There is no such thing as a phylogenetic tree of religion based on linguistics as language reflects only a tiny part of the whole spectrum of what constitution a religion.

A religion is also made up of non-verbal religious ceremonies, rituals, practices, symbols, buildings, institutional structures that evolve and can tell a different story to what the literature is saying. A quite shockingly different one.

Lateran Palace with St. Peter’s Basilica and St. Peter’s Square in the Vatican City is the classic example. If you didn’t have any words to go on and were just relying on a simple comparative archaeology you would have a very different evolutionary tree.

Arguably a true phylogenetic tree of religion must contain elements of the entire spectrum of religion. Using linguistics alone will send you around and around in circles getting nowhere.

Jsj

Did you even read the article?

I think not

Edward Turner

I reacted to the illustration that invited me to read the article and the opening paragraphs.
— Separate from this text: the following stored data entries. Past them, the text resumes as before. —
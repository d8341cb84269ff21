//! A FastCGI responder streaming its answer in parts.
//!
//! Point a web server at it, e.g. for nginx:
//!
//! ```text
//! location / {
//!     fastcgi_pass 127.0.0.1:9000;
//!     include fastcgi_params;
//! }
//! ```

use std::time::Duration;

use futures::FutureExt;
use micro_serve::handler::{Context, Done, make_handler};
use micro_serve::protocol::BoxError;
use micro_serve::server::Server;
use tracing::{Level, error, info};
use tracing_subscriber::FmtSubscriber;

#[tokio::main(flavor = "current_thread")]
async fn main() {
    let subscriber = FmtSubscriber::builder().with_max_level(Level::DEBUG).finish();
    tracing::subscriber::set_global_default(subscriber).expect("setting default subscriber failed");

    let listener = match Server::builder().bind("127.0.0.1:9000").fastcgi().read_timeout(Duration::from_secs(60)).build() {
        Ok(server) => server.bind().await,
        Err(e) => {
            error!(cause = %e, "invalid server configuration");
            return;
        }
    };

    match listener {
        Ok(listener) => {
            if let Err(e) = listener.serve(make_handler(|ctx| countdown(ctx).boxed())).await {
                error!(cause = %e, "server stopped");
            }
        }
        Err(e) => error!(cause = %e, "bind server error"),
    }
}

async fn countdown(mut ctx: Context<'_>) -> Result<Done, BoxError> {
    info!(uri = ctx.request().uri(), remote = ?ctx.request().remote_addr(), "receiving request");

    ctx.response_mut().insert_header("Content-Type", "text/plain; charset=utf-8")?;
    for n in (1..=5).rev() {
        ctx.response_mut().append_body(format!("{n}...\n"));
        ctx.send_partial().await?;
        tokio::time::sleep(Duration::from_millis(500)).await;
    }

    ctx.response_mut().set_body("liftoff\n");
    Ok(ctx.done().await?)
}
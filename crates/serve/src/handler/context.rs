use std::fmt;

use async_trait::async_trait;

use crate::protocol::{Request, Response, SendError};

/// The write side of a connection as seen from a request cycle.
#[async_trait]
pub(crate) trait ResponseWriter: Send {
    /// Writes the preamble if it is still pending, then the buffered body, and flushes.
    async fn write_partial(&mut self, response: &mut Response) -> Result<(), SendError>;

    /// Like `write_partial`, then ends the response cycle.
    async fn write_final(&mut self, response: &mut Response) -> Result<(), SendError>;
}

/// Proof that a response cycle was completed, only obtainable from [`Context::done`].
#[derive(Debug)]
#[must_use = "return the token from the handler"]
pub struct Done(());

/// Per-request handle given to a [`Handler`](crate::handler::Handler).
///
/// It exposes the request read-only and the response mutably, and lets the
/// handler either finish with [`done`](Self::done) or stream the response
/// with any number of [`send_partial`](Self::send_partial) calls before it.
/// The same handler code runs over HTTP, HTTPS and FastCGI.
pub struct Context<'a> {
    request: &'a Request,
    response: &'a mut Response,
    writer: &'a mut dyn ResponseWriter,
}

impl<'a> Context<'a> {
    pub(crate) fn new(request: &'a Request, response: &'a mut Response, writer: &'a mut dyn ResponseWriter) -> Self {
        Self { request, response, writer }
    }

    /// The request, borrowed for the whole cycle so it can be read while
    /// the response is being modified.
    pub fn request(&self) -> &'a Request {
        self.request
    }

    pub fn response(&self) -> &Response {
        self.response
    }

    pub fn response_mut(&mut self) -> &mut Response {
        self.response
    }

    /// Sends everything buffered so far and clears the body buffer.
    ///
    /// The first call also sends the status line and headers; later header
    /// changes are not transmitted. Returns once the bytes are written, so the
    /// code after the `.await` is the continuation that produces the next chunk.
    ///
    /// # Errors
    ///
    /// Fails when the transport write fails; the connection is then unusable.
    pub async fn send_partial(&mut self) -> Result<(), SendError> {
        self.writer.write_partial(self.response).await
    }

    /// Sends the rest of the response and completes the cycle.
    ///
    /// # Errors
    ///
    /// Fails when the transport write fails.
    pub async fn done(self) -> Result<Done, SendError> {
        let Context { response, writer, .. } = self;
        writer.write_final(response).await?;
        Ok(Done(()))
    }
}

impl fmt::Debug for Context<'_> {
    fn fmt(&self, f: &mut fmt::Formatter<'_>) -> fmt::Result {
        f.debug_struct("Context").field("request", self.request).field("response", &self.response).finish_non_exhaustive()
    }
}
Turns out that was click-bait as the main part of the article was about Polynesia.

If the whole-spectrum method used to reconstruct the Polynesian religion was used on every religion that would be interesting.

Seems to me that wouldn’t be done. People look in a book to decide what the major religions are. Only when we don’t have books, like in Polynesia, do we get a more balanced picture of what a religion is.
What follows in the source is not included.